Com duas crianças menores de 3 anos, primeiro tenho que trocar suas fraldas; calçar sapatos, casacos e chapéus; fazer a mala com fraldas, lenços umedecidos, salgadinhos, copinhos com canudinho, roupas extras para o caso de acidentes, creme para fraldas e livros para andar de carro; me vestir; coloque cada criança em um assento de carro (espero que sem luta); correr de volta para dentro quando eu inevitavelmente esquecer algo; dirigir até a babá; descarregar as crianças; converse com a babá por cinco minutos; afaste-se; chegar ao meu destino por um determinado período de tempo; pegar as crianças; pagar a babá; e vá para casa. Todo o processo leva no mínimo uma hora a mais do que sem crianças.
Isso me faz pensar em meus amigos que não podem ter filhos ou não são casados, e meu desejo por uma mesa de canto e um livro parece tão trivial. Adivinha para onde vai minha raiva? Você entendeu.
Eu não diria que estou deprimido - pelo menos não clinicamente. Estou finalmente descobrindo maneiras de comunicar minhas frustrações culposas. Estou tentando descobrir como parar de me punir com as dificuldades de outras pessoas. Excluir meu aplicativo do Facebook foi um bom começo. Eu também estou orando mais.
Estou tentando comunicar minhas necessidades ao meu marido, em vez de manter uma atitude ressentida de sorrir e suportar. Por exemplo, escrevi este artigo primeiro para os olhos dele. Depois de um dia totalmente cansativo, sentei-me no chão do banheiro, abri meu aplicativo InkPad no telefone e deixei meus sentimentos internalizados explodirem. Tudo saiu como um grito de socorro, mais do que raiva. Quando terminei de escrever, entreguei-lhe o telefone. Enquanto ele lia, passei os dois braços em volta de seu bíceps e fixei meus olhos no texto, quase sem respirar. Meu marido terminou, envolveu-me nos braços e disse: Obrigado por se abrir comigo.
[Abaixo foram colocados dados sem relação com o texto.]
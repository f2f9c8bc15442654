//! End-to-end harvest: catalog → sensors → measurements → table.

use anyhow::{Context, Result};
use tracing::{info, info_span, warn, Instrument};

use super::client::{ApiClient, Sleeper, Transport};
use super::fetcher::{fetch_locations, fetch_measurements};
use super::normalize::normalize;
use super::writer::TableWriter;
use crate::{Config, RunSummary};

// ---

/// Run the full harvest, appending each sensor's rows to `writer` as soon as
/// they are fetched.
///
/// Only a catalog failure or an output I/O error aborts the run; per-window
/// fetch failures are logged and reported in the returned summary.
pub async fn harvest<T: Transport, S: Sleeper>(
    api: &ApiClient<T, S>,
    config: &Config,
    writer: &mut TableWriter,
) -> Result<RunSummary> {
    // ---
    info!("{}", "=".repeat(80));
    info!("Starting OpenAQ extraction for {}", config.year);
    info!("{}", "=".repeat(80));

    let locations = fetch_locations(api, config)
        .await
        .context("enumerating monitoring locations")?;
    info!("Found {} locations to process", locations.len());

    let mut summary = RunSummary::default();
    let total = locations.len();

    for (idx, location) in locations.iter().enumerate() {
        summary.locations_processed += 1;
        let name = location.name.as_deref().unwrap_or("Unknown");
        info!(
            "[{}/{}] Processing location: {} (ID: {})",
            idx + 1,
            total,
            name,
            location.id
        );

        if location.sensors.is_empty() {
            warn!(location_id = location.id, "no sensors found for location");
            continue;
        }
        info!("  Found {} sensors", location.sensors.len());

        for sensor in &location.sensors {
            let parameter = sensor
                .parameter
                .as_ref()
                .and_then(|p| p.name.as_deref())
                .unwrap_or("unknown");
            let span = info_span!("sensor", location_id = location.id, sensor_id = sensor.id, parameter);

            let fetch = fetch_measurements(api, config, sensor.id)
                .instrument(span.clone())
                .await;
            let _entered = span.enter();

            if !fetch.failed_windows.is_empty() {
                warn!(
                    failed_windows = fetch.failed_windows.len(),
                    "sensor data incomplete"
                );
                summary
                    .incomplete_sensors
                    .push((sensor.id, fetch.failed_windows.len()));
            }

            if fetch.records.is_empty() {
                summary.sensors_with_no_data += 1;
                info!("    No measurements found");
                continue;
            }

            let rows = normalize(&fetch.records, location, sensor);
            let written = writer
                .append(&rows)
                .with_context(|| format!("writing rows for sensor {}", sensor.id))?;

            summary.sensors_processed += 1;
            summary.total_measurements += written;
            info!("    Saved {} measurements", written);
        }
    }

    log_summary(&summary, writer);
    Ok(summary)
}

fn log_summary(summary: &RunSummary, writer: &TableWriter) {
    // ---
    info!("{}", "=".repeat(80));
    info!("Extraction Complete!");
    info!("  Locations processed : {}", summary.locations_processed);
    info!("  Sensors processed   : {}", summary.sensors_processed);
    info!("  Sensors with no data: {}", summary.sensors_with_no_data);
    info!("  Total measurements  : {}", summary.total_measurements);
    info!("  Output file         : {}", writer.path().display());
    if !summary.incomplete_sensors.is_empty() {
        warn!(
            "  {} sensors have {} windows with incomplete data",
            summary.incomplete_sensors.len(),
            summary.failed_windows()
        );
        for (sensor_id, windows) in &summary.incomplete_sensors {
            warn!("    sensor {}: {} failed windows", sensor_id, windows);
        }
    }
    info!("{}", "=".repeat(80));
}

#[cfg(test)]
mod tests {
    // ---
    use super::super::client::testing::*;
    use super::super::client::RawResponse;
    use super::*;
    use crate::extract::test_config;
    use crate::NormalizedRecord;

    const CATALOG: &str = r#"{"results":[
        {"id":1,"name":"Alpha","country":{"code":"US","name":"United States"},
         "sensors":[{"id":100,"name":"pm25","parameter":{"name":"pm25","displayName":"PM2.5","units":"µg/m³"}}]},
        {"id":2,"name":"Beta",
         "sensors":[{"id":200,"name":"o3","parameter":{"name":"o3","displayName":"O₃","units":"ppm"}}]}
    ]}"#;

    fn page(values: &[(f64, &str)]) -> String {
        // ---
        let items: Vec<_> = values
            .iter()
            .map(|(v, utc)| serde_json::json!({ "value": v, "period": { "datetimeFrom": { "utc": utc } } }))
            .collect();
        serde_json::json!({ "results": items }).to_string()
    }

    fn route(url: &str, query: &[(&str, String)]) -> Result<RawResponse, String> {
        // ---
        if url.ends_with("/locations") {
            return ok(200, CATALOG);
        }
        if url.contains("/sensors/200/") {
            return ok(404, "");
        }
        match query_value(query, "date_from").unwrap().as_str() {
            "2025-01-01T00:00:00Z" => ok(
                200,
                &page(&[(12.0, "2025-01-05T00:00:00Z"), (40.0, "2025-01-05T01:00:00Z")]),
            ),
            "2025-07-01T00:00:00Z" => ok(200, &page(&[(8.0, "2025-07-04T12:00:00Z")])),
            _ => ok(200, r#"{"results":[]}"#),
        }
    }

    #[tokio::test]
    async fn test_two_locations_one_empty_sensor() {
        // ---
        let dir = tempfile::tempdir().unwrap();
        let path = dir.path().join("openaq.csv");
        let mut writer = TableWriter::open(&path).unwrap();
        let api = ApiClient::new(FakeTransport::routed(vec![], route), RecordingSleeper::default(), 3);

        let summary = harvest(&api, &test_config(), &mut writer).await.unwrap();

        assert_eq!(
            summary,
            RunSummary {
                locations_processed: 2,
                sensors_processed: 1,
                sensors_with_no_data: 1,
                total_measurements: 3,
                incomplete_sensors: vec![],
            }
        );

        let mut reader = csv::Reader::from_path(&path).unwrap();
        let rows: Vec<NormalizedRecord> = reader.deserialize().map(|r| r.unwrap()).collect();
        assert_eq!(rows.len(), 3);
        assert!(rows.iter().all(|r| r.location_id == 1 && r.sensor_id == 100));
        assert_eq!(rows[2].datetime_utc.as_deref(), Some("2025-07-04T12:00:00Z"));
        assert_eq!(std::fs::read_to_string(&path).unwrap().lines().count(), 4);
    }

    #[tokio::test]
    async fn test_catalog_failure_aborts_before_writing() {
        // ---
        let dir = tempfile::tempdir().unwrap();
        let path = dir.path().join("openaq.csv");
        let mut writer = TableWriter::open(&path).unwrap();
        let transport = FakeTransport::routed(vec![], |_, _| ok(503, "maintenance"));
        let api = ApiClient::new(transport, RecordingSleeper::default(), 3);

        let err = harvest(&api, &test_config(), &mut writer).await.unwrap_err();

        assert!(format!("{err:#}").contains("Failed to fetch locations"));
        assert!(!path.exists());
        assert_eq!(api.transport().call_count(), 1);
    }

    #[tokio::test]
    async fn test_failed_windows_surface_in_summary() {
        // ---
        let dir = tempfile::tempdir().unwrap();
        let mut writer = TableWriter::open(dir.path().join("openaq.csv")).unwrap();
        let transport = FakeTransport::routed(vec![], |url, query| {
            if url.ends_with("/locations") {
                return ok(200, CATALOG);
            }
            if url.contains("/sensors/100/")
                && query_value(query, "date_from").as_deref() == Some("2025-02-01T00:00:00Z")
            {
                return ok(500, "boom");
            }
            route(url, query)
        });
        let api = ApiClient::new(transport, RecordingSleeper::default(), 3);

        let summary = harvest(&api, &test_config(), &mut writer).await.unwrap();

        assert_eq!(summary.sensors_processed, 1);
        assert_eq!(summary.total_measurements, 3);
        assert_eq!(summary.incomplete_sensors, vec![(100, 1)]);
        assert_eq!(summary.failed_windows(), 1);
    }

    #[tokio::test]
    async fn test_location_without_sensors_is_counted() {
        // ---
        let dir = tempfile::tempdir().unwrap();
        let mut writer = TableWriter::open(dir.path().join("openaq.csv")).unwrap();
        let catalog = r#"{"results":[{"id":5,"sensors":[]}]}"#;
        let api = ApiClient::new(
            FakeTransport::scripted(vec![ok(200, catalog)]),
            RecordingSleeper::default(),
            3,
        );

        let summary = harvest(&api, &test_config(), &mut writer).await.unwrap();

        assert_eq!(summary.locations_processed, 1);
        assert_eq!(summary.sensors_processed + summary.sensors_with_no_data, 0);
    }
}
Eu não superei isso. Estou preso em algum lugar no meio. É por isso que eu entendo totalmente por que tantas mães são engolidas pela depressão.
Quando as mães falam sobre o poder de um banho quente, ou falam sobre o café como sua tábua de salvação, estão falando sério. Essa coisa de paternidade é difícil. É maravilhoso, mas é difícil. As mães nem sempre precisam de uma grande escapadela ou de um liquidificador extravagante no Natal. Presentes como aquela pedra, mas poderia ser muito mais simples do que isso. Eles podem apenas precisar pular no carro e ir a algum lugar sem filhos. Eles podem precisar apenas de uma manhã para si mesmos algumas vezes por mês. Eles podem precisar de uma refeição quente trazida em pratos descartáveis para evitar a limpeza.
Pense em uma mãe em sua vida. Dê a ela um telefonema, e-mail, texto ou carta (sim, quero dizer correio tradicional). Diga a ela que ela é incrível. Se ela negar, ameace entrar no carro e traga um milkshake.